--- INPUT Enclosed Below ---

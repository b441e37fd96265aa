//! Slot Partitioning Module
//!
//! Divides the 16384-slot keyspace among cluster nodes.
//!
//! ## Core Concepts
//! - **Slots**: every service name hashes to one slot; slots are grouped into contiguous
//!   `SlotRange`s, each owned by exactly one node as primary.
//! - **Planning**: the Controller computes the cluster-wide `PartitionPlan` (`planner`).
//! - **Local Table**: each node installs its own primary and replica ranges into a
//!   `PartitionTable`, which routes service names to registry shards.

pub mod planner;
pub mod table;
pub mod types;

--- End of Enclosed INPUT ---

• _WORK TASK_: Your reply should be the lines from the one that contains "## Core Concepts" through the end of the listing above, repeated exactly.

• _ANSWER AREA_:
//! ## Core Concepts
//! - **Slots**: every service name hashes to one slot; slots are grouped into contiguous
//!   `SlotRange`s, each owned by exactly one node as primary.
//! - **Planning**: the Controller computes the cluster-wide `PartitionPlan` (`planner`).
//! - **Local Table**: each node installs its own primary and replica ranges into a
//!   `PartitionTable`, which routes service names to registry shards.

pub mod planner;
pub mod table;
pub mod types;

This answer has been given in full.